Revolution. Renaissance. Reformation.

3 books in the bathtub with me this morning. All of them trying to name our present changing culture. A culture radically transformed by new media, communications, the internet, and the people who are transforming it.

Douglas Rushkoff calls it Renaissance. (OSD)

Hugh Hewitt calls it Reformation. (Blog)

George Barna calls it Revolution. (Revolution)

How will the church respond?

Ginkworld says Evolution.

Richard “Passmore says Redefinition


I think ‘Renaissance’ best describes our response to the new media culture and ‘Evolution’ (through emergent behavior) best describes the way these changes are coming about.


Andrew Jones has been blogging since 1997. He is based in San Francisco with his two daughters but also travels the globe to find compelling stories of early stage entrepreneurs changing their world. Sometimes he talks in the third person. Sometimes he even talks to himself and has been heard uttering the name "Precious" :-)

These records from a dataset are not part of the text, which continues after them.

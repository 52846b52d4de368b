//! Standard memory orderings for concurrent list access.
//!
//! These constants ensure consistent ordering usage across the codebase
//! and make the intent clear at each access point.

use std::sync::atomic::Ordering;

/// Ordering for the iterator's loads of `head` and node links.
/// Pairs with the publisher's Release stores.
pub const READ_ORD: Ordering = Ordering::Acquire;

/// Ordering for stores that make nodes reachable (or unreachable).
/// Pairs with the iterator's Acquire loads.
pub const WRITE_ORD: Ordering = Ordering::Release;

/// Ordering for claiming an exclusive slot (the single-iterator flag).
pub const CLAIM_ORD: Ordering = Ordering::AcqRel;

/// Ordering for counters and producer-private link writes.
/// Safe because publication provides the synchronization.
pub const RELAXED: Ordering = Ordering::Relaxed;
//! Thread-local batch builder.
//!
//! A [`Producer`] accumulates nodes on a private sublist with no
//! synchronization at all; the shared list learns about them only when
//! the whole batch is spliced in by [`Producer::publish`]. Dropping a
//! producer publishes whatever is pending, so inserted nodes are never
//! lost.

use std::ptr as StdPtr;
use std::ptr::NonNull;

use crate::node::Node;
use crate::ordering::RELAXED;
use crate::storage::{AllocError, Batch, Storage};

/// A private sublist of zero or more nodes, bound to one [`Storage`].
///
/// Inserts within one producer keep their relative order in the global
/// list after publish. The producer is `Send` (a batch may be built on
/// another thread) but not `Sync`.
pub struct Producer<'s, const ALIGNMENT: usize> {
    storage: &'s Storage<ALIGNMENT>,
    head: *mut Node<ALIGNMENT>,
    tail: *mut Node<ALIGNMENT>,
    len: usize,
}

// SAFETY: the sublist is reachable only through this producer until
// publish, and `Storage` is `Sync`.
unsafe impl<const ALIGNMENT: usize> Send for Producer<'_, ALIGNMENT> {}

impl<'s, const ALIGNMENT: usize> Producer<'s, ALIGNMENT> {
    pub(crate) fn new(storage: &'s Storage<ALIGNMENT>) -> Self {
        Self {
            storage,
            head: StdPtr::null_mut(),
            tail: StdPtr::null_mut(),
            len: 0,
        }
    }

    /// Allocate a node for a value of type `T` and move `value` into its
    /// payload. Returns the stable payload pointer.
    ///
    /// `T`'s alignment must not exceed `ALIGNMENT`, and `T` must not need
    /// drop glue (payloads are freed as raw bytes, never dropped); both
    /// are enforced at compile time.
    ///
    /// # Errors
    ///
    /// [`AllocError`] if the allocation fails; the producer is unchanged.
    pub fn insert<T>(&mut self, value: T) -> Result<NonNull<T>, AllocError> {
        const {
            assert!(
                align_of::<T>() <= ALIGNMENT,
                "payload type requires a larger alignment than this storage provides"
            );
            assert!(
                !std::mem::needs_drop::<T>(),
                "payloads are freed as raw bytes and must not need drop"
            );
        }

        let payload: NonNull<u8> = self.insert_bytes(size_of::<T>())?;
        let typed: NonNull<T> = payload.cast::<T>();

        // SAFETY: the payload region has the size of `T` and at least its
        // alignment, and is uninitialized.
        unsafe { typed.write(value) };

        Ok(typed)
    }

    /// Allocate a node with `size` uninitialized payload bytes and link
    /// it at the end of the private sublist.
    ///
    /// # Errors
    ///
    /// [`AllocError`] if the allocation fails; the producer is unchanged.
    pub fn insert_bytes(&mut self, size: usize) -> Result<NonNull<u8>, AllocError> {
        let node: NonNull<Node<ALIGNMENT>> = Node::alloc(size)?;

        if let Some(tail) = NonNull::new(self.tail) {
            // SAFETY: the current tail is producer-private; nothing else
            // can observe this link until publish.
            unsafe { tail.as_ref().next.store(node.as_ptr(), RELAXED) };
        } else {
            self.head = node.as_ptr();
        }
        self.tail = node.as_ptr();
        self.len += 1;

        // SAFETY: freshly allocated node.
        Ok(unsafe { node.as_ref().payload() })
    }

    /// Hand the private sublist to the storage. No-op when empty; may be
    /// called any number of times.
    pub fn publish(&mut self) {
        let Some(head) = NonNull::new(self.head) else {
            return;
        };
        // head and tail are linked together, so tail is non-null too.
        let Some(tail) = NonNull::new(self.tail) else {
            unreachable!("non-empty producer with null tail");
        };

        self.storage.publish(Batch {
            head,
            tail,
            len: self.len,
        });

        self.head = StdPtr::null_mut();
        self.tail = StdPtr::null_mut();
        self.len = 0;
    }

    /// Pending (unpublished) node count.
    #[must_use]
    pub fn len(&self) -> usize {
        self.len
    }

    /// Whether the private sublist is empty.
    #[must_use]
    pub fn is_empty(&self) -> bool {
        self.len == 0
    }
}

impl<const ALIGNMENT: usize> Drop for Producer<'_, ALIGNMENT> {
    /// Publishes any pending nodes, making them globally visible.
    fn drop(&mut self) {
        self.publish();
    }
}
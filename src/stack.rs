use std::{
    fmt::{self, Debug, Display},
    iter::{Copied, FusedIterator, Rev},
    slice,
};

use thiserror::Error;

use crate::debug::DebugElements;

/// Returned by the `*_or_sentinel` methods when the stack is empty.
///
/// Note that this is indistinguishable from a stored `-1`. Prefer `pop` and
/// `peek`, which return `None` instead.
pub const EMPTY_SENTINEL: i32 = -1;

/// A last-in-first-out stack of integers with a fixed capacity.
///
/// Pushing onto a full stack is a silent no-op. Use `try_push` if you'd
/// rather find out.
#[derive(Clone)]
pub struct BoundedStack {
    /// Exactly `capacity` slots. Only `slots[..len]` hold live values.
    slots: Box<[i32]>,
    len: usize,
}

#[derive(Debug, Error, Clone, Copy, PartialEq, Eq)]
pub enum StackError {
    #[error("stack overflow: can't push {value}, capacity is {capacity}")]
    Overflow { value: i32, capacity: usize },
    #[error("can't allocate a stack with capacity {capacity}")]
    Alloc { capacity: usize },
}

impl BoundedStack {
    /// Panics if the backing storage can't be allocated. See `try_new`.
    pub fn new(capacity: usize) -> Self {
        Self {
            slots: vec![0; capacity].into_boxed_slice(),
            len: 0,
        }
    }

    /// Like `new`, but fails instead of panicking when `capacity` is too big
    /// to allocate.
    pub fn try_new(capacity: usize) -> Result<Self, StackError> {
        let mut slots = Vec::new();
        slots
            .try_reserve_exact(capacity)
            .map_err(|_| StackError::Alloc { capacity })?;
        slots.resize(capacity, 0);

        Ok(Self {
            slots: slots.into_boxed_slice(),
            len: 0,
        })
    }

    pub fn capacity(&self) -> usize {
        self.slots.len()
    }

    pub fn len(&self) -> usize {
        self.len
    }

    pub fn is_empty(&self) -> bool {
        self.len == 0
    }

    pub fn is_full(&self) -> bool {
        self.len == self.capacity()
    }

    /// Index of the most recently pushed element, if any.
    pub fn top(&self) -> Option<usize> {
        self.len.checked_sub(1)
    }

    /// Does nothing if the stack is full.
    pub fn push(&mut self, value: i32) {
        self.try_push(value).ok();
    }

    pub fn try_push(&mut self, value: i32) -> Result<(), StackError> {
        if self.is_full() {
            return Err(StackError::Overflow {
                value,
                capacity: self.capacity(),
            });
        }
        self.slots[self.len] = value;
        self.len += 1;
        debug_assert!(self.len <= self.capacity());
        Ok(())
    }

    pub fn pop(&mut self) -> Option<i32> {
        let top = self.top()?;
        self.len = top;
        Some(self.slots[top])
    }

    pub fn peek(&self) -> Option<i32> {
        self.top().map(|i| self.slots[i])
    }

    /// Like `pop`, but returns `EMPTY_SENTINEL` on underflow.
    pub fn pop_or_sentinel(&mut self) -> i32 {
        self.pop().unwrap_or(EMPTY_SENTINEL)
    }

    /// Like `peek`, but returns `EMPTY_SENTINEL` on underflow.
    pub fn peek_or_sentinel(&self) -> i32 {
        self.peek().unwrap_or(EMPTY_SENTINEL)
    }

    /// The live elements, from the top of the stack down to the bottom.
    pub fn dump(&self) -> Dump<'_> {
        Dump {
            inner: self.live().iter().rev().copied(),
        }
    }

    /// Human-readable listing of the stack, for printing.
    pub fn listing(&self) -> Listing<'_> {
        Listing(self)
    }

    fn live(&self) -> &[i32] {
        &self.slots[..self.len]
    }
}

impl Debug for BoundedStack {
    fn fmt(&self, f: &mut fmt::Formatter<'_>) -> fmt::Result {
        f.debug_struct("BoundedStack")
            .field("capacity", &self.capacity())
            .field("elements", &DebugElements(self.live()))
            .finish()
    }
}

/// Iterator returned by `BoundedStack::dump`.
#[derive(Debug, Clone)]
pub struct Dump<'a> {
    inner: Copied<Rev<slice::Iter<'a, i32>>>,
}

impl Iterator for Dump<'_> {
    type Item = i32;

    fn next(&mut self) -> Option<i32> {
        self.inner.next()
    }

    fn size_hint(&self) -> (usize, Option<usize>) {
        self.inner.size_hint()
    }
}

impl DoubleEndedIterator for Dump<'_> {
    fn next_back(&mut self) -> Option<i32> {
        self.inner.next_back()
    }
}

impl ExactSizeIterator for Dump<'_> {}

impl FusedIterator for Dump<'_> {}

/// Helper for `BoundedStack::listing`.
pub struct Listing<'a>(&'a BoundedStack);

impl Display for Listing<'_> {
    fn fmt(&self, f: &mut fmt::Formatter<'_>) -> fmt::Result {
        if self.0.is_empty() {
            return writeln!(f, "Stack is empty.");
        }
        writeln!(f, "Stack elements:")?;
        for value in self.0.dump() {
            writeln!(f, "{value}")?;
        }
        Ok(())
    }
}
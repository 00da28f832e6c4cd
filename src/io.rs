use std::fmt::Debug;

use crate::stack::BoundedStack;

/// The output methods needed by a `Session`.
///
/// Each method reports the outcome of one command, after it has been
/// applied to the stack.
pub trait SessionIo: Debug {
    /// This method gets called after every command, with the stack's new state.
    ///
    /// You can use it for tracing, etc.
    fn update(&mut self, _stack: &BoundedStack) {}

    /// `value` was pushed, or silently dropped if the stack was full.
    fn pushed(&mut self, value: i32);

    /// Only called under `OverflowPolicy::Reject`.
    fn push_rejected(&mut self, value: i32, capacity: usize);

    /// `None` means the stack was empty.
    fn popped(&mut self, value: Option<i32>);

    /// `None` means the stack was empty.
    fn peeked(&mut self, value: Option<i32>);

    fn dumped(&mut self, stack: &BoundedStack);
}

/// What a `Session` does with a push onto a full stack.
#[derive(Debug, Clone, Copy, PartialEq, Eq, Default)]
pub enum OverflowPolicy {
    /// Drop the value without a word.
    #[default]
    Ignore,
    /// Drop the value, and tell the io about it.
    Reject,
}
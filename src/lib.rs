mod debug;

pub mod command;
pub mod io;
pub mod shared;
pub mod stack;
pub mod terminal_io;

pub use self::command::{Command, ParseCommandError, ScriptError};
pub use self::io::{OverflowPolicy, SessionIo};
pub use self::shared::SharedStack;
pub use self::stack::{BoundedStack, StackError, EMPTY_SENTINEL};

/// Runs commands against a `BoundedStack`, reporting each outcome to the io.
#[derive(Debug)]
pub struct Session<'a> {
    stack: BoundedStack,
    policy: OverflowPolicy,
    io: &'a mut dyn SessionIo,
}

impl<'a> Session<'a> {
    pub fn new(capacity: usize, policy: OverflowPolicy, io: &'a mut dyn SessionIo) -> Self {
        Self::with_stack(BoundedStack::new(capacity), policy, io)
    }

    /// Run against an existing stack, e.g. one made with `BoundedStack::try_new`.
    pub fn with_stack(
        stack: BoundedStack,
        policy: OverflowPolicy,
        io: &'a mut dyn SessionIo,
    ) -> Self {
        Self { stack, policy, io }
    }

    pub fn stack(&self) -> &BoundedStack {
        &self.stack
    }

    pub fn run(&mut self, commands: impl IntoIterator<Item = Command>) {
        for cmd in commands {
            self.step(cmd);
        }
    }

    pub fn step(&mut self, cmd: Command) {
        match cmd {
            Command::Push(value) => match (self.stack.try_push(value), self.policy) {
                (Err(_), OverflowPolicy::Reject) => {
                    self.io.push_rejected(value, self.stack.capacity())
                }
                _ => self.io.pushed(value),
            },
            Command::Pop => {
                let value = self.stack.pop();
                self.io.popped(value);
            }
            Command::Peek => self.io.peeked(self.stack.peek()),
            Command::Dump => self.io.dumped(&self.stack),
        }

        self.io.update(&self.stack);
    }

    pub fn into_stack(self) -> BoundedStack {
        self.stack
    }
}

#[cfg(test)]
mod tests {
    use super::*;

    #[derive(Debug, Default)]
    struct Recorder {
        events: Vec<String>,
        updates: usize,
    }

    impl SessionIo for Recorder {
        fn update(&mut self, _stack: &BoundedStack) {
            self.updates += 1;
        }

        fn pushed(&mut self, value: i32) {
            self.events.push(format!("pushed {value}"));
        }

        fn push_rejected(&mut self, value: i32, capacity: usize) {
            self.events.push(format!("rejected {value} ({capacity})"));
        }

        fn popped(&mut self, value: Option<i32>) {
            self.events.push(format!("popped {value:?}"));
        }

        fn peeked(&mut self, value: Option<i32>) {
            self.events.push(format!("peeked {value:?}"));
        }

        fn dumped(&mut self, stack: &BoundedStack) {
            self.events.push(format!("dumped {:?}", stack.dump().collect::<Vec<_>>()));
        }
    }

    fn script() -> Vec<Command> {
        use Command::*;
        vec![Push(5), Push(10), Push(15), Push(20), Dump, Pop, Peek, Pop, Pop, Pop]
    }

    #[test]
    fn ignore_policy_drops_silently() {
        let mut io = Recorder::default();
        let mut session = Session::new(3, OverflowPolicy::Ignore, &mut io);
        session.run(script());
        assert!(session.stack().is_empty());

        assert_eq!(
            io.events,
            [
                "pushed 5",
                "pushed 10",
                "pushed 15",
                "pushed 20",
                "dumped [15, 10, 5]",
                "popped Some(15)",
                "peeked Some(10)",
                "popped Some(10)",
                "popped Some(5)",
                "popped None",
            ]
        );
        assert_eq!(io.updates, 10);
    }

    #[test]
    fn reject_policy_reports_overflow() {
        let mut io = Recorder::default();
        let mut session = Session::new(3, OverflowPolicy::Reject, &mut io);
        session.run(script().into_iter().take(5));
        let stack = session.into_stack();
        assert_eq!(stack.len(), 3);

        assert_eq!(io.events[3], "rejected 20 (3)");
        assert_eq!(io.events[4], "dumped [15, 10, 5]");
    }

    #[test]
    fn with_stack_keeps_existing_elements() {
        let mut stack = BoundedStack::try_new(2).unwrap();
        stack.push(1);

        let mut io = Recorder::default();
        let mut session = Session::with_stack(stack, OverflowPolicy::Reject, &mut io);
        session.run([Command::Push(2), Command::Push(3), Command::Dump]);
        assert_eq!(session.stack().len(), 2);

        assert_eq!(io.events, ["pushed 2", "rejected 3 (2)", "dumped [2, 1]"]);
    }
}
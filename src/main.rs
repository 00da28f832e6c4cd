use anyhow::{Context, Result};
use bounded_stack::{
    command, terminal_io::TerminalIo, BoundedStack, Command, OverflowPolicy, Session,
};
use clap::Parser;
use rand::{rngs::StdRng, SeedableRng};
use std::io::{self, Read};

/// Run a script of stack commands (`push <n>`, `pop`, `peek`, `dump`), one
/// per line, read from stdin.
#[derive(Debug, Parser)]
#[clap(version, about)]
struct Args {
    /// Maximum number of elements the stack holds.
    #[clap(short, long, default_value_t = 16)]
    capacity: usize,

    /// Report pushes onto a full stack, instead of dropping them silently.
    #[clap(long)]
    strict: bool,

    /// Print the stack to stderr after every command.
    #[clap(long)]
    trace: bool,

    /// Don't color the output.
    #[clap(long)]
    no_color: bool,

    /// Ignore stdin, and run this many randomly generated commands instead.
    #[clap(long, value_name = "N")]
    random: Option<usize>,

    /// Seed for `--random`. Defaults to a fresh one each run.
    #[clap(long, requires = "random")]
    seed: Option<u64>,
}

fn main() -> Result<()> {
    let args = Args::parse();

    let commands = match args.random {
        Some(n) => random_commands(n, args.seed),
        None => read_script()?,
    };

    let policy = if args.strict {
        OverflowPolicy::Reject
    } else {
        OverflowPolicy::Ignore
    };

    let stack = BoundedStack::try_new(args.capacity)
        .with_context(|| format!("bad --capacity {}", args.capacity))?;

    let mut io = TerminalIo::stdout()
        .color(!args.no_color)
        .trace(args.trace);
    Session::with_stack(stack, policy, &mut io).run(commands);
    io.finish().context("failed to write output")?;

    Ok(())
}

/// Parse all of stdin up front, so a typo on the last line doesn't leave a
/// half-run script behind.
fn read_script() -> Result<Vec<Command>> {
    let mut script = String::new();
    io::stdin()
        .read_to_string(&mut script)
        .context("failed to read script from stdin")?;

    Ok(command::read_script(&script)?)
}

fn random_commands(n: usize, seed: Option<u64>) -> Vec<Command> {
    let mut rng = match seed {
        Some(seed) => StdRng::seed_from_u64(seed),
        None => StdRng::from_entropy(),
    };
    (0..n).map(|_| Command::random(&mut rng)).collect()
}
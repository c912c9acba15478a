use std::collections::BTreeMap;
use std::path::Path;

use serde::{Deserialize, Serialize};

use crate::error::ConfigError;
use crate::format::ReportFormat;
use crate::parameter::ParameterDef;

/// Stored definition of a query-backed report.
#[derive(Debug, Clone, PartialEq, Serialize, Deserialize)]
pub struct ReportConfiguration {
  /// Human readable title, also used as the download file name.
  pub title: String,
  /// Query text in the data source's query language.
  pub search_query: String,
  /// Parameters bound into the query, keyed by placeholder name.
  #[serde(default)]
  pub parameters: BTreeMap<String, ParameterDef>,
  #[serde(default)]
  pub format: ReportFormat,
}

impl ReportConfiguration {
  pub fn new(title: impl Into<String>, search_query: impl Into<String>) -> Self {
    Self {
      title: title.into(),
      search_query: search_query.into(),
      parameters: BTreeMap::new(),
      format: ReportFormat::default(),
    }
  }

  pub fn with_parameter(mut self, name: impl Into<String>, def: impl Into<ParameterDef>) -> Self {
    self.parameters.insert(name.into(), def.into());
    self
  }

  pub fn with_format(mut self, format: ReportFormat) -> Self {
    self.format = format;
    self
  }

  /// Parse and validate a configuration from JSON text.
  pub fn from_json(content: &str) -> Result<Self, ConfigError> {
    let report: ReportConfiguration = serde_json::from_str(content)?;
    report.validate()?;
    Ok(report)
  }

  /// Read a configuration from a JSON file.
  pub async fn load(path: impl AsRef<Path>) -> Result<Self, ConfigError> {
    let path = path.as_ref();
    let content = tokio::fs::read_to_string(path)
      .await
      .map_err(|source| ConfigError::Read {
        path: path.to_path_buf(),
        source,
      })?;
    Self::from_json(&content)
  }

  fn validate(&self) -> Result<(), ConfigError> {
    if self.title.trim().is_empty() {
      return Err(ConfigError::Empty("title"));
    }
    if self.search_query.trim().is_empty() {
      return Err(ConfigError::Empty("search_query"));
    }
    Ok(())
  }
}
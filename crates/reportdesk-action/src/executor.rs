//! Execute-report action.

use async_trait::async_trait;
use reportdesk_artifact::{Download, ReportArtifact};
use reportdesk_config::ReportConfiguration;
use reportdesk_report::ReportService;
use reportdesk_search::SearchService;
use tracing::{debug, error, info, instrument, warn};

use crate::action::Action;
use crate::error::ActionError;
use crate::events::{ActionEvent, ActionNotifier, NoopNotifier};
use crate::labels::{CONFIRMATION, Labels};
use crate::outcome::ActionOutcome;

/// Runs a stored report and streams the generated file to the client.
///
/// Generic over its collaborators so hosts can plug in their own search
/// backend, report renderer, download sink and dialog notifier.
pub struct ExecuteReportAction<S, R, D, N = NoopNotifier> {
  search: S,
  reports: R,
  download: D,
  labels: Labels,
  notifier: N,
}

impl<S, R, D> ExecuteReportAction<S, R, D, NoopNotifier>
where
  S: SearchService,
  R: ReportService,
  D: Download,
{
  /// Create an action with no-op notifications.
  pub fn new(search: S, reports: R, download: D, labels: Labels) -> Self {
    Self::with_notifier(search, reports, download, labels, NoopNotifier)
  }
}

impl<S, R, D, N> ExecuteReportAction<S, R, D, N>
where
  S: SearchService,
  R: ReportService,
  D: Download,
  N: ActionNotifier,
{
  /// Create an action with a custom notifier.
  pub fn with_notifier(search: S, reports: R, download: D, labels: Labels, notifier: N) -> Self {
    Self {
      search,
      reports,
      download,
      labels,
      notifier,
    }
  }

  /// Execute `report` and deliver the generated file.
  #[instrument(name = "execute_report", skip(self, report), fields(title = %report.title))]
  pub async fn execute(&self, report: &ReportConfiguration) -> ActionOutcome {
    info!("report execution started");
    self.notifier.notify(ActionEvent::Started {
      title: report.title.clone(),
    });

    match self.execute_inner(report).await {
      Ok(filename) => {
        info!(filename = %filename, "report execution completed");
        self.notifier.notify(ActionEvent::Completed {
          title: report.title.clone(),
          filename,
        });
        ActionOutcome::Success
      }
      Err(e) => self.error(report, e),
    }
  }

  async fn execute_inner(&self, report: &ReportConfiguration) -> Result<String, ActionError> {
    let query = &report.search_query;
    let params = self.reports.report_parameters(report).await?;

    debug!(query = %query, params = ?params, "executing query");
    let result = self.search.search(query, &params).await;

    if let Some(error) = result.error() {
      return Err(ActionError::Search(error.to_string()));
    }

    let artifact = self
      .reports
      .report_file(report, &result)
      .await
      .ok_or(ActionError::Generation)?;

    let delivered = self.deliver(report, &artifact).await;

    // The artifact's drop guard covers the paths that never get here.
    if let Err(e) = artifact.delete() {
      warn!(error = %e, "failed to delete report file");
    }

    delivered
  }

  async fn deliver(
    &self,
    report: &ReportConfiguration,
    artifact: &ReportArtifact,
  ) -> Result<String, ActionError> {
    let filename = artifact.download_name(&report.title);

    let sent = async {
      let content_type = artifact.content_type().await?;
      let data = artifact.open().await?;
      self.download.save(data, &content_type, &filename).await
    }
    .await;

    match sent {
      Ok(()) => Ok(filename),
      Err(e) => {
        error!(
          title = %report.title,
          path = %artifact.path().display(),
          error = %e,
          "error reading report file for report {}",
          report.title
        );
        Err(ActionError::Delivery(e))
      }
    }
  }

  fn error(&self, report: &ReportConfiguration, e: ActionError) -> ActionOutcome {
    if let ActionError::Parameters(cause) = &e {
      warn!(error = %cause, "report parameters could not be resolved");
    }

    let message = e.user_message(&self.labels);
    info!(error = %e, "report execution failed");

    self.notifier.notify(ActionEvent::Failed {
      title: report.title.clone(),
      message: message.clone(),
    });

    ActionOutcome::error(message)
  }
}

#[async_trait]
impl<S, R, D, N> Action for ExecuteReportAction<S, R, D, N>
where
  S: SearchService,
  R: ReportService,
  D: Download,
  N: ActionNotifier,
{
  type Input = ReportConfiguration;

  fn confirmation_message(&self, _input: &ReportConfiguration) -> String {
    self.labels.label(CONFIRMATION)
  }

  async fn perform(&self, input: &ReportConfiguration) -> ActionOutcome {
    self.execute(input).await
  }
}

  • How will the church respond?
    I think re-incarnation.
    By which I don’t mean re-invention, but a serious re-appreciation of the significance of incarnation, and its subsequent repercussions at pentecost. If we can get this right, then the present changing culture will be a challenge that we will meet byte by byte, pixel by pixel, second by second, organically, and as naturally as getting up in the morning and checking email.
    In short, get incarnation right, and the modern/postmodern problem disappears.

  • My vote is for evolution. After reading some big chunks of Barna’s book (which I shouldn’t confuse with the complete, finished product), I felt that he’s mostly right. But I don’t believe we’re in a situation where emerging churches will “replace” and topple over older churches. In the cultural context the fittest will survive.

  • Are re-incarnation and evolution in danger of getting sidelined in the same way as the dissenting voices in the christendom shift, where as redefintion may give a shape from which to build?